Salix Pharmaceuticals Ltd. (SLXP) and Progenics Pharmaceuticals Inc. (PGNX) on Monday announced that the FDA has approved RELISTOR for the additional indication of opioid-induced constipation in patients taking opioids for chronic non-cancer pain.

RELISTOR is under license to Salix Pharma from Progenics under an agreement signed in 2011.

RELISTOR is already approved for the treatment of opioid-induced constipation in patients with advanced illness who are receiving palliative care, when response to laxative therapy has not been sufficient.

SLXP closed Monday's trading at $155.78, down 3.70%.

Tokai Pharmaceuticals Inc. (TKAI) said that the updated interim results from its ongoing phase II clinical trial of its experimental drug Galeterone in patients with castration-resistant prostate cancer has demonstrated clinically meaningful reductions in prostate-specific androgen levels, a marker of prostate cancer growth.

The data also provide additional support for Galeterone's potential activity in castration-resistant prostate cancer, or CRPC, patients whose tumors express androgen receptor (AR) splice variants, which are believed to be associated with resistance to hormonal agents commonly used to treat CRPC, noted the company.

The company expects to initiate its pivotal phase III trial, ARMOR3-SV, in CRPC patients with splice variants in the first half of next year.

Tokai Pharma went public on the NASDAQ Global Market as recently as September 17, 2014, offering its shares at a price of $15 each.
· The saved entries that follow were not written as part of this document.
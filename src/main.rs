//! GridRank - geo-grid local search rank tracker
//!
//! A CLI tool that samples a business's Google local-search rank over a
//! grid of points, aggregates the results into visibility metrics, keeps
//! a snapshot history, and writes Markdown/JSON reports.
//!
//! Exit codes:
//!   0 - Success
//!   1 - Runtime error (configuration, provider, history, etc.)
//!   2 - A keyword's rank dropped and --fail-on-drop was set

mod analysis;
mod cli;
mod config;
mod error;
mod grid;
mod history;
mod models;
mod report;
mod scheduler;
mod search;

use analysis::RankTracker;
use anyhow::{Context, Result};
use chrono::Utc;
use cli::{Args, OutputFormat};
use config::{Config, CONFIG_FILE};
use history::{SharedStore, SnapshotStore};
use models::{
    BusinessLocation, KeywordFailure, RankingSnapshot, ReportMetadata, TrackedKeyword,
    TrackingReport,
};
use scheduler::Scheduler;
use search::{GooglePlacesClient, PlacesSearch};
use std::path::Path;
use std::sync::Arc;
use std::time::Instant;
use tracing::{debug, error, info, warn};
use tracing_subscriber::FmtSubscriber;

#[tokio::main]
async fn main() -> Result<()> {
    // Parse command-line arguments
    let args = Args::parse_args();

    // Validate arguments
    if let Err(e) = args.validate() {
        eprintln!("Error: {}", e);
        std::process::exit(1);
    }

    // Handle --init-config early (no logging needed)
    if args.init_config {
        return handle_init_config();
    }

    // Initialize logging
    init_logging(&args);

    info!("GridRank v{}", env!("CARGO_PKG_VERSION"));
    debug!("Arguments: {:?}", args);

    match run(args).await {
        Ok(exit_code) => {
            std::process::exit(exit_code);
        }
        Err(e) => {
            error!("Tracking failed: {:#}", e);
            eprintln!("\n❌ Error: {:#}", e);
            std::process::exit(1);
        }
    }
}

/// Handle --init-config: generate a default .gridrank.toml.
fn handle_init_config() -> Result<()> {
    let path = Path::new(CONFIG_FILE);

    if path.exists() {
        eprintln!("⚠️  {} already exists. Remove it first or edit it manually.", CONFIG_FILE);
        std::process::exit(1);
    }

    let content = Config::default_toml();
    std::fs::write(path, &content).with_context(|| format!("Failed to write {}", CONFIG_FILE))?;

    println!("✅ Created {} with default settings.", CONFIG_FILE);
    println!("   Set [location] and [[keywords]], then export GOOGLE_MAPS_API_KEY.");
    Ok(())
}

/// Initialize logging based on verbosity settings.
fn init_logging(args: &Args) {
    let level = args.log_level();

    let subscriber = FmtSubscriber::builder()
        .with_max_level(level)
        .with_target(false)
        .with_thread_ids(false)
        .with_file(false)
        .with_line_number(false)
        .compact()
        .finish();

    tracing::subscriber::set_global_default(subscriber).expect("Failed to set tracing subscriber");
}

/// Run the requested workflow. Returns the exit code.
async fn run(args: Args) -> Result<i32> {
    let mut config = load_config(&args)?;
    config.merge_with_args(&args);

    let location = config.business_location()?;

    if args.dry_run {
        return handle_dry_run(&config, &location);
    }

    let client = GooglePlacesClient::new(config.places_client_config()?)
        .context("Failed to initialize Places client")?;
    let provider: Arc<dyn PlacesSearch> = Arc::new(client);

    let show_progress = !args.quiet && !args.watch;
    let tracker = RankTracker::new(provider, config.tracker_config(show_progress));

    let store = if args.no_history {
        None
    } else {
        Some(SharedStore::new(SnapshotStore::new(&config.general.history_file)))
    };

    if args.watch {
        return run_watch(&config, tracker, location, store).await;
    }

    let keywords = config.tracked_keywords()?;

    println!("📍 Tracking {} for {}", keywords.len(), location.display_name());
    println!("   Center: {}", location.center);
    println!("   Concurrency: {}", config.search.concurrency);

    let tracking = track_all(&tracker, &keywords, &location, store.as_ref()).await;

    let output = render_reports(&tracking, args.format, &config)?;
    let output_path = &config.general.output;
    std::fs::write(output_path, &output)
        .with_context(|| format!("Failed to write report to {}", output_path))?;

    if tracking.failures.is_empty() {
        println!("\n✅ Tracking complete! Report saved to: {}", output_path);
    } else {
        println!("\n⚠️  Tracking finished with errors. Report saved to: {}", output_path);
        eprintln!(
            "\n❌ {} of {} keyword(s) failed: {}",
            tracking.failures.len(),
            keywords.len(),
            tracking
                .failures
                .iter()
                .map(|f| f.term.as_str())
                .collect::<Vec<_>>()
                .join(", ")
        );
    }

    let dropped = tracking.dropped_terms();
    if args.fail_on_drop && !dropped.is_empty() {
        eprintln!("\n⛔ Rank dropped for: {}.", dropped.join(", "));
    }

    Ok(tracking.exit_code(args.fail_on_drop))
}

/// Reports and failures from one pass over the keywords.
#[derive(Debug, Default)]
struct TrackingRun {
    reports: Vec<TrackingReport>,
    failures: Vec<KeywordFailure>,
}

impl TrackingRun {
    fn dropped_terms(&self) -> Vec<&str> {
        self.reports
            .iter()
            .filter(|r| r.change.map(|c| c.is_drop()).unwrap_or(false))
            .map(|r| r.metadata.term.as_str())
            .collect()
    }

    /// 1 if any keyword failed, else 2 on a rank drop with --fail-on-drop, else 0.
    fn exit_code(&self, fail_on_drop: bool) -> i32 {
        if !self.failures.is_empty() {
            1
        } else if fail_on_drop && !self.dropped_terms().is_empty() {
            2
        } else {
            0
        }
    }
}

/// Track every keyword in turn. A failed keyword is logged and recorded,
/// and the remaining keywords still run.
async fn track_all(
    tracker: &RankTracker,
    keywords: &[TrackedKeyword],
    location: &BusinessLocation,
    store: Option<&SharedStore>,
) -> TrackingRun {
    let mut tracking = TrackingRun::default();

    for keyword in keywords {
        println!(
            "\n🔎 '{}' on a {} grid ({} {})...",
            keyword.term,
            keyword.grid_size,
            keyword.radius,
            keyword.unit.abbreviation()
        );

        match run_keyword(tracker, keyword, location, store).await {
            Ok(report) => {
                print_summary(&report);
                tracking.reports.push(report);
            }
            Err(e) => {
                error!("Keyword '{}' failed: {:#}", keyword.term, e);
                println!("   ❌ Failed: {:#}", e);
                tracking.failures.push(KeywordFailure {
                    keyword_id: keyword.id.clone(),
                    term: keyword.term.clone(),
                    error: format!("{:#}", e),
                });
            }
        }
    }

    tracking
}

/// Track one keyword, persist the snapshot, and build its report.
async fn run_keyword(
    tracker: &RankTracker,
    keyword: &TrackedKeyword,
    location: &BusinessLocation,
    store: Option<&SharedStore>,
) -> Result<TrackingReport> {
    let start_time = Instant::now();
    let tracked_at = Utc::now();

    let result = tracker
        .track_keyword(keyword, location)
        .await
        .with_context(|| format!("Failed to track '{}'", keyword.term))?;

    let mut change = None;
    let mut history = Vec::new();

    if let Some(store) = store {
        let snapshot = RankingSnapshot::from_result(keyword, location, &result, tracked_at);
        let recorded = store
            .record(snapshot)
            .await
            .with_context(|| format!("Failed to record history in {}", store.path().display()))?;

        if recorded.change.is_alert() {
            warn!(
                "Rank change for '{}' ({}): {}",
                keyword.term, location.business_id, recorded.change
            );
        }

        change = Some(recorded.change);
        history = recorded.history;
    }

    let metadata = ReportMetadata {
        keyword_id: keyword.id.clone(),
        term: keyword.term.clone(),
        business_id: location.business_id.clone(),
        business_name: location.display_name().to_string(),
        center: location.center,
        grid_size: keyword.grid_size,
        radius: keyword.radius,
        unit: keyword.unit,
        tracked_at,
        duration_seconds: start_time.elapsed().as_secs_f64(),
    };

    Ok(TrackingReport {
        metadata,
        result,
        change,
        history,
    })
}

/// Handle --watch: schedule every keyword until Ctrl-C.
async fn run_watch(
    config: &Config,
    tracker: RankTracker,
    location: BusinessLocation,
    store: Option<SharedStore>,
) -> Result<i32> {
    let mut scheduler = Scheduler::new();

    for keyword_config in &config.keywords {
        let keyword = keyword_config.to_keyword()?;
        let interval = keyword_config.interval();
        let id = keyword.id.clone();

        if scheduler.is_scheduled(&id) {
            warn!("Keyword id '{}' is configured twice; keeping the last entry", id);
        }

        let tracker = tracker.clone();
        let location = location.clone();
        let store = store.clone();

        scheduler.schedule(&id, interval, move || {
            let tracker = tracker.clone();
            let keyword = keyword.clone();
            let location = location.clone();
            let store = store.clone();
            async move {
                match run_keyword(&tracker, &keyword, &location, store.as_ref()).await {
                    Ok(report) => info!(
                        "'{}': rank {} | AGR {:.1}% | ATGR {:.1}% | SoLV {:.2}%",
                        keyword.term,
                        report.result.rank,
                        report.result.avg_agr,
                        report.result.atgr,
                        report.result.solv
                    ),
                    Err(e) => error!("Scheduled run for '{}' failed: {:#}", keyword.term, e),
                }
            }
        });
    }

    if scheduler.is_empty() {
        anyhow::bail!("No keywords to watch (add [[keywords]] to {} or pass --keyword)", CONFIG_FILE);
    }

    println!(
        "⏱️  Watching {} keyword(s) for {}. Press Ctrl-C to stop.",
        scheduler.len(),
        location.display_name()
    );

    tokio::signal::ctrl_c()
        .await
        .context("Failed to listen for Ctrl-C")?;

    println!("\n🛑 Stopping scheduled runs...");
    scheduler.shutdown();
    Ok(0)
}

/// Handle --dry-run: print the sampling grid, exit.
fn handle_dry_run(config: &Config, location: &BusinessLocation) -> Result<i32> {
    println!("\n🔍 Dry run: generating grids (no searches)...\n");

    for keyword in config.tracked_keywords()? {
        let sampler = grid::GridSampler::new(location.center, keyword.radius_km(), keyword.grid_size);
        let span = sampler.span();
        let points = sampler.points();

        println!(
            "   '{}' ({}): {} points, ±{:.5}° lat / ±{:.5}° lng, search radius {}m",
            keyword.term,
            keyword.grid_size,
            points.len(),
            span.lat,
            span.lng,
            keyword.search_radius_meters()
        );
        for point in &points {
            println!("     📌 [{},{}] {}", point.row, point.col, point.coordinate);
        }
        println!();
    }

    println!("✅ Dry run complete. No searches were made.");
    Ok(0)
}

fn print_summary(report: &TrackingReport) {
    let result = &report.result;

    if result.is_no_data() {
        println!("   Not found in any searched grid point.");
    } else {
        println!(
            "   Rank: #{} | AGR: {:.1}% | ATGR: {:.1}% | SoLV: {:.2}%",
            result.rank, result.avg_agr, result.atgr, result.solv
        );
    }
    println!(
        "   Points: {}/{} searched, {} failed",
        result.coverage.points_searched, result.coverage.points_total, result.coverage.points_failed
    );
    if let Some(change) = report.change {
        println!("   Change: {}", change);
    }
    if let Some(top) = result.competitors.first() {
        println!("   Top competitor: {} (#{})", top.name, top.rank);
    }
}

/// Render every report in the requested format.
///
/// Markdown output ends with a section naming the failed keywords; JSON
/// output carries the successful reports only.
fn render_reports(tracking: &TrackingRun, format: OutputFormat, config: &Config) -> Result<String> {
    match format {
        OutputFormat::Markdown => {
            let mut output = tracking
                .reports
                .iter()
                .map(|r| report::generate_markdown_report(r, &config.report))
                .collect::<Vec<_>>()
                .join("\n");
            output.push_str(&report::generate_failures_section(&tracking.failures));
            Ok(output)
        }
        OutputFormat::Json => match tracking.reports.as_slice() {
            [single] => report::generate_json_report(single),
            many => serde_json::to_string_pretty(many).map_err(Into::into),
        },
    }
}

/// Load configuration from file or use defaults.
fn load_config(args: &Args) -> Result<Config> {
    // Try explicit config path
    if let Some(ref config_path) = args.config {
        info!("Loading config from: {}", config_path.display());
        return Config::load(config_path);
    }

    // Try default location
    match Config::load_default() {
        Ok(Some(config)) => {
            info!("Loaded default config from {}", CONFIG_FILE);
            Ok(config)
        }
        Ok(None) => {
            debug!("No config file found, using defaults");
            Ok(Config::default())
        }
        Err(e) => {
            warn!("Failed to load config: {}", e);
            Ok(Config::default())
        }
    }
}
TKAI closed Monday's trading at $15.71, down 0.51%.

Tonix Pharmaceuticals Holding Corp. (TNXP) plunged more than 50% to $6.95 on Monday after the company announced that its phase IIb study of TNX-102 SL in patients with fibromyalgia failed to meet the primary efficacy endpoint.

The trial, dubbed BESTFIT, failed to achieve statistical significance in the primary efficacy endpoint of change in average daily pain score at week 12, according to the company.